Termination of parental rights affirmed
In an action to terminate parental rights, the elements include a statutory ground for termination and a “finding that termination is in the child’s best interest [, which] is a subjective assessment based on the totality of the circumstances.” The circumstances relevant to both elements can be the same. The circuit court’s findings on the child’s best interest had support in evidence that appellant parent, not the State, prevented a relationship between parent and child. Such evidence included parent’s inability to care for herself and failure to attempt any relationship during three years of foster care. Reasonable efforts at reunification by the Division of Children’s Services are not a promise of visitation or reunification, and statutes bar returning a child to a parent who has sexually abused the child.
(Overview Summary)
In the Interest of: B.K.B.; Juvenile Officer vs. D.M.G.

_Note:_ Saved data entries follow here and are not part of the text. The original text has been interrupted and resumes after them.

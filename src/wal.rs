use std::fs::{self, File, OpenOptions};
use std::io::{self, BufReader, BufWriter, Read, Write};
use std::path::{Path, PathBuf};

use tracing::warn;

use crate::model::Event;

/// Larger length prefixes are treated as corruption.
const MAX_RECORD_LEN: usize = 64 * 1024 * 1024;

/// Encode a single event to [len][bincode][crc32] format.
fn encode_event(writer: &mut impl Write, event: &Event) -> io::Result<()> {
    let payload =
        bincode::serialize(event).map_err(|e| io::Error::new(io::ErrorKind::InvalidData, e))?;
    let len = payload.len() as u32;
    let crc = crc32fast::hash(&payload);
    writer.write_all(&len.to_le_bytes())?;
    writer.write_all(&payload)?;
    writer.write_all(&crc.to_le_bytes())?;
    Ok(())
}

/// Read exactly `buf.len()` bytes; `Ok(false)` on a clean or torn EOF.
fn read_full(reader: &mut impl Read, buf: &mut [u8]) -> io::Result<bool> {
    match reader.read_exact(buf) {
        Ok(()) => Ok(true),
        Err(e) if e.kind() == io::ErrorKind::UnexpectedEof => Ok(false),
        Err(e) => Err(e),
    }
}

/// Valid events and the byte length of the prefix that holds them.
fn scan(path: &Path) -> io::Result<(Vec<Event>, u64)> {
    let file = match File::open(path) {
        Ok(f) => f,
        Err(e) if e.kind() == io::ErrorKind::NotFound => return Ok((Vec::new(), 0)),
        Err(e) => return Err(e),
    };
    let mut reader = BufReader::new(file);
    let mut events = Vec::new();
    let mut valid_len = 0u64;

    loop {
        let mut len_buf = [0u8; 4];
        if !read_full(&mut reader, &mut len_buf)? {
            break;
        }
        let len = u32::from_le_bytes(len_buf) as usize;
        if len > MAX_RECORD_LEN {
            break;
        }

        let mut payload = vec![0u8; len];
        if !read_full(&mut reader, &mut payload)? {
            break;
        }
        let mut crc_buf = [0u8; 4];
        if !read_full(&mut reader, &mut crc_buf)? {
            break;
        }
        if u32::from_le_bytes(crc_buf) != crc32fast::hash(&payload) {
            break;
        }
        match bincode::deserialize::<Event>(&payload) {
            Ok(event) => events.push(event),
            Err(_) => break,
        }
        valid_len += (len + 8) as u64;
    }

    Ok((events, valid_len))
}

/// Append-only write-ahead log. One record per committed transaction.
///
/// Format per entry: `[u32: len][bincode: Event][u32: crc32]`, little endian.
/// A torn or corrupt tail ends replay and is cut off when the log is opened.
pub struct Wal {
    writer: BufWriter<File>,
    path: PathBuf,
    appends_since_compact: u64,
}

impl Wal {
    /// Open (or create) the log, dropping any bytes after the last valid entry.
    pub fn open(path: &Path) -> io::Result<Self> {
        let (_, valid_len) = scan(path)?;
        let file = OpenOptions::new().create(true).append(true).open(path)?;
        let on_disk = file.metadata()?.len();
        if on_disk > valid_len {
            warn!(
                "truncating {} trailing bytes of {}",
                on_disk - valid_len,
                path.display()
            );
            file.set_len(valid_len)?;
            file.sync_all()?;
        }
        Ok(Self {
            writer: BufWriter::new(file),
            path: path.to_path_buf(),
            appends_since_compact: 0,
        })
    }

    /// Append and fsync one event. Production code batches through
    /// `append_buffered` + `flush_sync`.
    #[cfg(test)]
    pub fn append(&mut self, event: &Event) -> io::Result<()> {
        self.append_buffered(event)?;
        self.flush_sync()
    }

    pub fn append_buffered(&mut self, event: &Event) -> io::Result<()> {
        encode_event(&mut self.writer, event)?;
        self.appends_since_compact += 1;
        Ok(())
    }

    /// Flush the buffer and fsync; commits everything appended so far.
    pub fn flush_sync(&mut self) -> io::Result<()> {
        self.writer.flush()?;
        self.writer.get_ref().sync_all()
    }

    pub fn path(&self) -> &Path {
        &self.path
    }

    fn tmp_path(path: &Path) -> PathBuf {
        path.with_extension("wal.tmp")
    }

    /// Write the compacted event set to a temp file next to the log and fsync it.
    pub fn write_compact_file(path: &Path, events: &[Event]) -> io::Result<()> {
        let file = File::create(Self::tmp_path(path))?;
        let mut writer = BufWriter::new(file);
        for event in events {
            encode_event(&mut writer, event)?;
        }
        writer.flush()?;
        writer.get_ref().sync_all()
    }

    /// Rename the temp file over the log and reopen it for appends.
    pub fn swap_compact_file(&mut self) -> io::Result<()> {
        self.writer.flush()?;
        fs::rename(Self::tmp_path(&self.path), &self.path)?;
        let file = OpenOptions::new().create(true).append(true).open(&self.path)?;
        self.writer = BufWriter::new(file);
        self.appends_since_compact = 0;
        Ok(())
    }

    #[cfg(test)]
    pub fn compact(&mut self, events: &[Event]) -> io::Result<()> {
        Self::write_compact_file(&self.path, events)?;
        self.swap_compact_file()
    }

    pub fn appends_since_compact(&self) -> u64 {
        self.appends_since_compact
    }

    /// All valid events in log order. A missing file is an empty log.
    pub fn replay(path: &Path) -> io::Result<Vec<Event>> {
        scan(path).map(|(events, _)| events)
    }
}

#[cfg(test)]
mod tests {
    use super::*;
    use crate::model::*;
    use ulid::Ulid;

    fn tmp_path(name: &str) -> PathBuf {
        let dir = std::env::temp_dir().join("roomslot_test_wal");
        fs::create_dir_all(&dir).unwrap();
        let path = dir.join(name);
        let _ = fs::remove_file(&path);
        path
    }

    fn room_created() -> Event {
        Event::RoomCreated {
            room: Room {
                id: Ulid::new(),
                name: "Sala".into(),
                capacity: 6,
                status: RoomStatus::Available,
                record_status: RecordStatus::Active,
            },
        }
    }

    fn booking_created(room_id: Ulid, start: Ms) -> Event {
        Event::BookingCreated {
            booking: Booking {
                id: Ulid::new(),
                user_id: Ulid::new(),
                room_id,
                span: Span::new(start, start + HOUR_MS),
                recurring_reservation_id: None,
                share_token: "abcdefghijklmnop".into(),
            },
        }
    }

    #[test]
    fn append_and_replay() {
        let path = tmp_path("append_and_replay.wal");
        let room = room_created();
        let events = vec![room.clone(), booking_created(room.room_id(), 0)];
        {
            let mut wal = Wal::open(&path).unwrap();
            for e in &events {
                wal.append(e).unwrap();
            }
        }
        assert_eq!(Wal::replay(&path).unwrap(), events);
        let _ = fs::remove_file(&path);
    }

    #[test]
    fn replay_nonexistent_file() {
        let path = tmp_path("nonexistent.wal");
        assert!(Wal::replay(&path).unwrap().is_empty());
    }

    #[test]
    fn torn_tail_is_discarded_and_truncated() {
        let path = tmp_path("torn_tail.wal");
        let event = room_created();
        {
            let mut wal = Wal::open(&path).unwrap();
            wal.append(&event).unwrap();
        }
        let good_len = fs::metadata(&path).unwrap().len();
        {
            let mut f = OpenOptions::new().append(true).open(&path).unwrap();
            f.write_all(&[0u8; 6]).unwrap();
        }
        assert_eq!(Wal::replay(&path).unwrap(), vec![event.clone()]);

        // Reopening cuts the garbage so new entries stay reachable.
        let next = booking_created(event.room_id(), 0);
        {
            let mut wal = Wal::open(&path).unwrap();
            assert_eq!(fs::metadata(&path).unwrap().len(), good_len);
            wal.append(&next).unwrap();
        }
        assert_eq!(Wal::replay(&path).unwrap(), vec![event, next]);
        let _ = fs::remove_file(&path);
    }

    #[test]
    fn replay_stops_at_bad_crc() {
        let path = tmp_path("corrupt_crc.wal");
        let first = room_created();
        {
            let mut wal = Wal::open(&path).unwrap();
            wal.append(&first).unwrap();
        }
        {
            let payload = bincode::serialize(&room_created()).unwrap();
            let mut f = OpenOptions::new().append(true).open(&path).unwrap();
            f.write_all(&(payload.len() as u32).to_le_bytes()).unwrap();
            f.write_all(&payload).unwrap();
            f.write_all(&0xDEADBEEFu32.to_le_bytes()).unwrap();
        }
        assert_eq!(Wal::replay(&path).unwrap(), vec![first]);
        let _ = fs::remove_file(&path);
    }

    #[test]
    fn compact_then_append() {
        let path = tmp_path("compact_append.wal");
        let room = room_created();
        let rid = room.room_id();
        let churn = booking_created(rid, 0);
        let after = booking_created(rid, 10 * HOUR_MS);
        {
            let mut wal = Wal::open(&path).unwrap();
            wal.append(&room).unwrap();
            for _ in 0..10 {
                wal.append(&churn).unwrap();
            }
            let before = fs::metadata(&path).unwrap().len();
            wal.compact(std::slice::from_ref(&room)).unwrap();
            assert_eq!(wal.appends_since_compact(), 0);
            assert!(fs::metadata(&path).unwrap().len() < before);
            wal.append(&after).unwrap();
        }
        assert_eq!(Wal::replay(&path).unwrap(), vec![room, after]);
        let _ = fs::remove_file(&path);
    }

    #[test]
    fn buffered_appends_commit_on_flush() {
        let path = tmp_path("buffered_flush.wal");
        let events: Vec<Event> = (0..5).map(|_| room_created()).collect();
        {
            let mut wal = Wal::open(&path).unwrap();
            for e in &events {
                wal.append_buffered(e).unwrap();
            }
            assert_eq!(wal.appends_since_compact(), 5);
            wal.flush_sync().unwrap();
        }
        assert_eq!(Wal::replay(&path).unwrap(), events);
        let _ = fs::remove_file(&path);
    }
}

Missouri Court of Appeals, Western District - WD86407

Personal Injury

Allegation of personal injury does not bar subrogation
For damages by fire, plaintiff insured received insurance proceeds, then filed an action for damages against a defendant tortfeasor. The insurer intervened to protect subrogation rights against defendant. The parties settled with defendant for an amount of damages but did not allocate the damages between plaintiff insured and insurer. The action alleged property damage and personal injury, and personal injury claims are not subject to subrogation, but the mere allegation of personal injury is insufficient to bar subrogation as to property damages paid from insurer to plaintiff insured. The circuit court did not err in awarding the insurer subrogation in the amount of the insurance proceeds and awarding only the excess of the damages to the plaintiff insured.
(Overview Summary) 
Michael Megown, et al., Appellants, v. Auto Club Family Ins. Co., Respondent.